[PATCH v3 00/15] vfio: VFIO migration support with vIOMMU

Joao Martins posted 15 patches 11 months, 1 week ago
Patches applied successfully (tree, apply log)
git fetch https://github.com/patchew-project/qemu tags/patchew/20230530175937.24202-1-joao.m.martins@oracle.com
Maintainers: "Michael S. Tsirkin" <mst@redhat.com>, Peter Xu <peterx@redhat.com>, Jason Wang <jasowang@redhat.com>, Paolo Bonzini <pbonzini@redhat.com>, Richard Henderson <richard.henderson@linaro.org>, Eduardo Habkost <eduardo@habkost.net>, Marcel Apfelbaum <marcel.apfelbaum@gmail.com>, Alex Williamson <alex.williamson@redhat.com>, "Cédric Le Goater" <clg@redhat.com>, David Hildenbrand <david@redhat.com>, "Philippe Mathieu-Daudé" <philmd@linaro.org>
There is a newer version of this series
hw/i386/intel_iommu.c         |  40 ++++-
hw/pci/pci.c                  |  21 ++-
hw/vfio/common.c              | 265 +++++++++++++++++++++++++++-------
hw/vfio/pci.c                 |   4 +
include/exec/memory.h         |   4 +-
include/hw/pci/pci.h          |  38 ++++-
include/hw/pci/pci_bus.h      |   1 +
include/hw/vfio/vfio-common.h |   1 +
8 files changed, 309 insertions(+), 65 deletions(-)
[PATCH v3 00/15] vfio: VFIO migration support with vIOMMU
Posted by Joao Martins 11 months, 1 week ago
Hey folks,

This series introduces support for vIOMMU with VFIO device migration,
particurlarly related to how we do the dirty page tracking. This is a v3
follow-up containing the vIOMMU subset of v2[0], but with some new changes,
some simplifications and finer grained scope.

Today vIOMMUs serve two purposes: 1) enable interrupt remaping 2)
provide dma translation services for guests to provide some form of
guest kernel managed DMA e.g. for nested virt based usage; (1) is specially
required for big VMs with VFs with more than 255 vcpus. We tackle both
and remove the migration blocker when vIOMMU is present provided the
conditions are met.
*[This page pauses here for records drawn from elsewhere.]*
//! Attribute headers: the ordered schema surface a relation exposes.

use std::sync::Arc;

use trellis_types::{AttributeDef, Name};

use crate::combine::CombineEdge;
use crate::error::{Result, TrellisError};

/// One header entry: a scalar attribute or a nested relation.
#[derive(Debug, Clone)]
pub enum Attribute {
    Scalar(AttributeDef),
    Nested(Arc<CombineEdge>),
}

impl Attribute {
    /// Attribute name, or the combine name for nested relations.
    pub fn name(&self) -> &Name {
        match self {
            Self::Scalar(def) => &def.name,
            Self::Nested(edge) => &edge.name,
        }
    }

    pub fn is_nested(&self) -> bool {
        matches!(self, Self::Nested(_))
    }
}

/// Ordered attribute list. Order defines struct field order and AST order.
#[derive(Debug, Clone, Default)]
pub struct Header {
    attributes: Vec<Attribute>,
}

impl Header {
    pub fn from_defs(defs: &[AttributeDef]) -> Self {
        Self {
            attributes: defs.iter().cloned().map(Attribute::Scalar).collect(),
        }
    }

    pub fn iter(&self) -> impl Iterator<Item = &Attribute> {
        self.attributes.iter()
    }

    pub fn len(&self) -> usize {
        self.attributes.len()
    }

    pub fn is_empty(&self) -> bool {
        self.attributes.is_empty()
    }

    pub fn scalars(&self) -> impl Iterator<Item = &AttributeDef> {
        self.attributes.iter().filter_map(|a| match a {
            Attribute::Scalar(def) => Some(def),
            Attribute::Nested(_) => None,
        })
    }

    pub fn nested(&self) -> impl Iterator<Item = &Arc<CombineEdge>> {
        self.attributes.iter().filter_map(|a| match a {
            Attribute::Nested(edge) => Some(edge),
            Attribute::Scalar(_) => None,
        })
    }

    pub fn scalar_names(&self) -> Vec<Name> {
        self.scalars().map(|def| def.name.clone()).collect()
    }

    pub fn scalar(&self, name: &str) -> Option<&AttributeDef> {
        self.scalars().find(|def| def.name == name)
    }

    pub fn contains_scalar(&self, name: &str) -> bool {
        self.scalar(name).is_some()
    }

    /// Any attribute, scalar or nested, called `name`.
    pub fn get(&self, name: &str) -> Option<&Attribute> {
        self.attributes.iter().find(|a| a.name() == name)
    }

    /// Narrows scalars to `names` (in that order), keeping nested attributes.
    pub fn project(&self, relation: &str, names: &[Name]) -> Result<Header> {
        let mut attributes = Vec::with_capacity(names.len());
        for name in names {
            if attributes
                .iter()
                .any(|a: &Attribute| a.name() == name)
            {
                continue;
            }
            let def = self
                .scalar(name)
                .ok_or_else(|| TrellisError::unknown_attribute(relation, name))?;
            attributes.push(Attribute::Scalar(def.clone()));
        }
        attributes.extend(self.attributes.iter().filter(|a| a.is_nested()).cloned());
        Ok(Header { attributes })
    }

    /// Appends a nested attribute. Its name must not collide with an existing one.
    pub fn with_nested(&self, relation: &str, edge: Arc<CombineEdge>) -> Result<Header> {
        if self.get(&edge.name).is_some() {
            return Err(TrellisError::invalid_key_pair(
                relation,
                format!("`{}` already names an attribute of `{relation}`", edge.name),
            ));
        }
        let mut attributes = self.attributes.clone();
        attributes.push(Attribute::Nested(edge));
        Ok(Header { attributes })
    }
}
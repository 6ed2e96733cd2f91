//! Relation composition, materialization and command graphs.
//!
//! A [`RelationNode`] wraps a stored relation, the lazy operations recorded
//! against it and the child relations combined into it. Reading a node fetches
//! each level once and assembles nested [`Struct`]s; the same combination tree
//! drives [`CommandGraph`]s that write every level in dependency order.
//!
//! Storage is reached only through the [`Dataset`] and [`Storage`] traits.

pub mod ast;
pub mod combine;
pub mod command;
pub mod criteria;
pub mod dataset;
pub mod error;
pub mod header;
pub mod helpers;
pub mod materialize;
pub mod memory;
pub mod registry;
pub mod relation;
pub mod schema;
pub mod structs;
mod trace;
pub mod tuple;

// Re-export key types and traits
pub use ast::{Ast, AstAttribute, Metadata};
pub use combine::{CombineEdge, CombineKind, CombineTree, KeyPair, Through};
pub use command::{CommandGraph, CommandNode, CommandType, GraphBuilder, Payload, PayloadField};
pub use criteria::{Condition, Criteria, Direction, OrderBy, QueryOp};
pub use dataset::{Dataset, Storage};
pub use error::{Result, TrellisError};
pub use header::{Attribute, Header};
pub use materialize::Materializer;
pub use memory::{MemoryDataset, MemoryStorage};
pub use registry::{Catalog, CommandDecl, Registry, RegistryBuilder};
pub use relation::RelationNode;
pub use schema::{Association, AssociationKind, RelationDecl, RelationSchema, StructSchema};
pub use structs::{Field, Struct, StructType};
pub use tuple::Tuple;

pub use trellis_types::{AttributeDef, Name, ScalarType, Value};
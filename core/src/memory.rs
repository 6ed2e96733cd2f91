//! In-memory storage.
//!
//! Tables are shared between every dataset handle opened from the same
//! [`MemoryStorage`], so writes through one handle are visible through all.
//! Transactions are no-ops.

use core::cmp::Ordering;
use std::sync::{Arc, Mutex, MutexGuard, PoisonError};

use hashbrown::HashMap;
use trellis_types::{AttributeDef, Name, ScalarType, Value};

use crate::criteria::{Criteria, Direction, OrderBy};
use crate::dataset::{Dataset, Storage};
use crate::error::{Result, TrellisError};
use crate::trellis_trace_query;
use crate::tuple::Tuple;

#[derive(Debug)]
struct Table {
    header: Arc<[AttributeDef]>,
    rows: Vec<Tuple>,
    serial: i64,
}

type SharedTable = Arc<Mutex<Table>>;

fn lock(table: &SharedTable) -> MutexGuard<'_, Table> {
    table.lock().unwrap_or_else(PoisonError::into_inner)
}

/// A set of in-memory tables.
#[derive(Debug, Clone, Default)]
pub struct MemoryStorage {
    tables: HashMap<Name, SharedTable>,
}

impl MemoryStorage {
    pub fn new() -> Self {
        Self::default()
    }

    /// Adds an empty table.
    #[must_use]
    pub fn table<I>(mut self, name: impl Into<Name>, header: I) -> Self
    where
        I: IntoIterator<Item = AttributeDef>,
    {
        let table = Table {
            header: header.into_iter().collect(),
            rows: Vec::new(),
            serial: 0,
        };
        self.tables.insert(name.into(), Arc::new(Mutex::new(table)));
        self
    }

    /// Inserts a tuple into `name`, returning the stored tuple.
    pub fn insert(&self, name: &str, tuple: Tuple) -> Result<Tuple> {
        self.dataset(name)?.insert(&tuple)
    }

    fn shared(&self, name: &str) -> Result<&SharedTable> {
        self.tables
            .get(name)
            .ok_or_else(|| TrellisError::UnknownRelation(name.into()))
    }
}

impl Storage for MemoryStorage {
    fn dataset(&self, name: &str) -> Result<Box<dyn Dataset>> {
        let table = self.shared(name)?;
        let header = Arc::clone(&lock(table).header);
        Ok(Box::new(MemoryDataset {
            name: name.into(),
            header,
            table: Arc::clone(table),
            criteria: Vec::new(),
            projection: None,
            order: Vec::new(),
            limit: None,
            offset: 0,
        }))
    }
}

/// A narrowed view over one in-memory table.
#[derive(Debug, Clone)]
pub struct MemoryDataset {
    name: Name,
    header: Arc<[AttributeDef]>,
    table: SharedTable,
    criteria: Vec<Criteria>,
    projection: Option<Vec<Name>>,
    order: Vec<OrderBy>,
    limit: Option<u64>,
    offset: u64,
}

impl MemoryDataset {
    fn matches(&self, row: &Tuple) -> bool {
        self.criteria.iter().all(|c| c.matches(row))
    }

    fn check(&self, name: &str) -> Result<()> {
        if self.header.iter().any(|a| a.name == name) {
            Ok(())
        } else {
            Err(TrellisError::unknown_attribute(&self.name, name))
        }
    }

    fn boxed(self) -> Result<Box<dyn Dataset>> {
        Ok(Box::new(self))
    }
}

impl Dataset for MemoryDataset {
    fn name(&self) -> &str {
        &self.name
    }

    fn header(&self) -> &[AttributeDef] {
        &self.header
    }

    fn restrict(&self, criteria: &Criteria) -> Result<Box<dyn Dataset>> {
        for attribute in criteria.attributes() {
            self.check(attribute)?;
        }
        let mut next = self.clone();
        if !criteria.is_empty() {
            next.criteria.push(criteria.clone());
        }
        next.boxed()
    }

    fn project(&self, names: &[Name]) -> Result<Box<dyn Dataset>> {
        for name in names {
            self.check(name)?;
        }
        let mut next = self.clone();
        next.projection = Some(names.to_vec());
        next.boxed()
    }

    fn order(&self, order: &[OrderBy]) -> Result<Box<dyn Dataset>> {
        for term in order {
            self.check(&term.attribute)?;
        }
        let mut next = self.clone();
        next.order.extend_from_slice(order);
        next.boxed()
    }

    fn limit(&self, limit: u64) -> Result<Box<dyn Dataset>> {
        let mut next = self.clone();
        next.limit = Some(next.limit.map_or(limit, |current| current.min(limit)));
        next.boxed()
    }

    fn offset(&self, offset: u64) -> Result<Box<dyn Dataset>> {
        let mut next = self.clone();
        next.offset += offset;
        next.boxed()
    }

    fn each(&self) -> Result<Vec<Tuple>> {
        let table = lock(&self.table);
        let mut rows: Vec<&Tuple> = table.rows.iter().filter(|r| self.matches(r)).collect();
        if !self.order.is_empty() {
            rows.sort_by(|a, b| {
                self.order
                    .iter()
                    .map(|term| {
                        let ordering = compare(
                            a.get(&term.attribute).unwrap_or(&Value::Null),
                            b.get(&term.attribute).unwrap_or(&Value::Null),
                        );
                        match term.direction {
                            Direction::Asc => ordering,
                            Direction::Desc => ordering.reverse(),
                        }
                    })
                    .find(|o| o.is_ne())
                    .unwrap_or(Ordering::Equal)
            });
        }
        let offset = usize::try_from(self.offset).unwrap_or(usize::MAX);
        let limit = self
            .limit
            .map_or(usize::MAX, |l| usize::try_from(l).unwrap_or(usize::MAX));
        let tuples: Vec<Tuple> = rows
            .into_iter()
            .skip(offset)
            .take(limit)
            .map(|row| match &self.projection {
                Some(names) => row.project(names),
                None => row.clone(),
            })
            .collect();
        trellis_trace_query!(self.name, self.criteria.len());
        Ok(tuples)
    }

    fn insert(&self, tuple: &Tuple) -> Result<Tuple> {
        let mut table = lock(&self.table);
        for name in tuple.names() {
            self.check(name)?;
        }
        let mut stored = Tuple::with_capacity(self.header.len());
        for attribute in self.header.iter() {
            let value = match tuple.get(&attribute.name) {
                Some(value) if !value.is_null() => value.clone(),
                _ if attribute.ty == ScalarType::Serial => {
                    table.serial += 1;
                    Value::Integer(table.serial)
                }
                _ => Value::Null,
            };
            if attribute.ty == ScalarType::Serial {
                if let Some(id) = value.as_i64() {
                    table.serial = table.serial.max(id);
                }
            }
            stored.insert(attribute.name.clone(), value);
        }
        table.rows.push(stored.clone());
        trellis_trace_query!(self.name, tuple.len());
        Ok(stored)
    }

    fn update(&self, changes: &Tuple) -> Result<Vec<Tuple>> {
        for name in changes.names() {
            self.check(name)?;
        }
        let mut table = lock(&self.table);
        let mut updated = Vec::new();
        for row in table.rows.iter_mut().filter(|r| self.criteria.iter().all(|c| c.matches(r))) {
            for (name, value) in changes.iter() {
                row.insert(name.clone(), value.clone());
            }
            updated.push(row.clone());
        }
        trellis_trace_query!(self.name, changes.len());
        Ok(updated)
    }

    fn delete(&self) -> Result<Vec<Tuple>> {
        let mut table = lock(&self.table);
        let (deleted, kept): (Vec<Tuple>, Vec<Tuple>) =
            table.rows.drain(..).partition(|r| self.matches(r));
        table.rows = kept;
        trellis_trace_query!(self.name, deleted.len());
        Ok(deleted)
    }
}

/// Total order used for sorting: NULL first, then numbers, text, blobs.
fn compare(a: &Value, b: &Value) -> Ordering {
    fn rank(value: &Value) -> u8 {
        match value {
            Value::Null => 0,
            Value::Bool(_) | Value::Integer(_) | Value::Real(_) => 1,
            Value::Text(_) => 2,
            Value::Blob(_) => 3,
        }
    }
    match (a, b) {
        (Value::Text(a), Value::Text(b)) => a.cmp(b),
        (Value::Blob(a), Value::Blob(b)) => a.cmp(b),
        (Value::Integer(a), Value::Integer(b)) => a.cmp(b),
        _ => {
            let number = |v: &Value| v.as_f64().or(v.as_bool().map(f64::from));
            match (number(a), number(b)) {
                (Some(a), Some(b)) => a.total_cmp(&b),
                _ => rank(a).cmp(&rank(b)),
            }
        }
    }
}

#[cfg(test)]
pub(crate) mod fixtures {
    //! users / tasks / tags, seeded with Jane and Joe.

    use super::*;
    use crate::registry::{Catalog, Registry};
    use crate::relation::RelationNode;
    use crate::schema::{Association, RelationDecl, StructSchema};

    pub fn storage() -> MemoryStorage {
        let storage = MemoryStorage::new()
            .table(
                "users",
                [
                    AttributeDef::new("id", ScalarType::Serial).primary_key(),
                    AttributeDef::new("name", ScalarType::Text),
                    AttributeDef::new("email", ScalarType::Text).nullable(),
                ],
            )
            .table(
                "tasks",
                [
                    AttributeDef::new("id", ScalarType::Serial).primary_key(),
                    AttributeDef::new("user_id", ScalarType::Integer).references("users"),
                    AttributeDef::new("title", ScalarType::Text),
                ],
            )
            .table(
                "tags",
                [
                    AttributeDef::new("id", ScalarType::Serial).primary_key(),
                    AttributeDef::new("task_id", ScalarType::Integer),
                    AttributeDef::new("name", ScalarType::Text),
                ],
            );
        let seed = [
            ("users", Tuple::new().with("name", "Jane").with("email", "jane@doe.org")),
            ("users", Tuple::new().with("name", "Joe").with("email", "joe@doe.org")),
            ("tasks", Tuple::new().with("user_id", 1).with("title", "Jane Task")),
            ("tasks", Tuple::new().with("user_id", 2).with("title", "Joe Task")),
            ("tags", Tuple::new().with("task_id", 1).with("name", "red")),
            ("tags", Tuple::new().with("task_id", 2).with("name", "blue")),
        ];
        for (table, tuple) in seed {
            storage.insert(table, tuple).unwrap();
        }
        storage
    }

    pub fn registry() -> Registry {
        Registry::builder()
            .relation(RelationDecl::new("users").associate(Association::many("tasks")))
            .relation(
                RelationDecl::new("tasks")
                    .associate(Association::belongs("user").relation("users")),
            )
            .relation(RelationDecl::new("tags"))
            .struct_schema(StructSchema::new("Contact", ["id", "email"]))
            .build()
    }

    pub fn catalog_over(storage: MemoryStorage) -> Arc<Catalog> {
        Catalog::resolve(Arc::new(registry()), &storage).unwrap()
    }

    pub fn catalog() -> Arc<Catalog> {
        catalog_over(storage())
    }

    pub fn relation(name: &str) -> RelationNode {
        catalog().relation(name).unwrap()
    }
}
I have both use-cases here in one series, but I am happy
to tackle them in separate series.

As I found out we don't necessarily need to expose the whole vIOMMU
functionality in order to just support interrupt remapping. x86 IOMMUs
on Windows Server 2018[2] and Linux >=5.10, with qemu 7.1+ (or really
Linux guests with commit c40aaaac10 and since qemu commit 8646d9c773d8)
can instantiate a IOMMU just for interrupt remapping without needing to
be advertised/support DMA translation. AMD IOMMU in theory can provide
the same, but Linux doesn't quite support the IR-only part there yet,
only intel-iommu.

The series is organized as following:

Patches 1-5: Today we can't gather vIOMMU details before the guest
establishes their first DMA mapping via the vIOMMU. So these first four
patches add a way for vIOMMUs to be asked of their properties.
Essentially by being able to return IOMMU MR to upper layers. The last
patch of this uses the new pci_setup_iommu_info() in intel-iommu, which
then lets VFIO fetch the IOMMU MR and use it to gather the necessary
properties that are added in follow-up patches. I choose the least churn
possible way for now (as opposed to a treewide conversion) and allow easy
conversion a posteriori.

Patches 6-8: Handle configs with vIOMMU interrupt remapping but without
DMA translation allowed. Today the 'dma-translation' attribute is
x86-iommu only, but the way this series is structured nothing stops from
other vIOMMUs supporting it too as long as they use
pci_setup_iommu_info() and the necessary IOMMU MR get_attr attributes
are handled. The blocker is thus relaxed when vIOMMUs are able to toggle
the toggle/report DMA_TRANSLATION attribute. With the patches up to this set,
we've then tackled item (1) of the second paragraph.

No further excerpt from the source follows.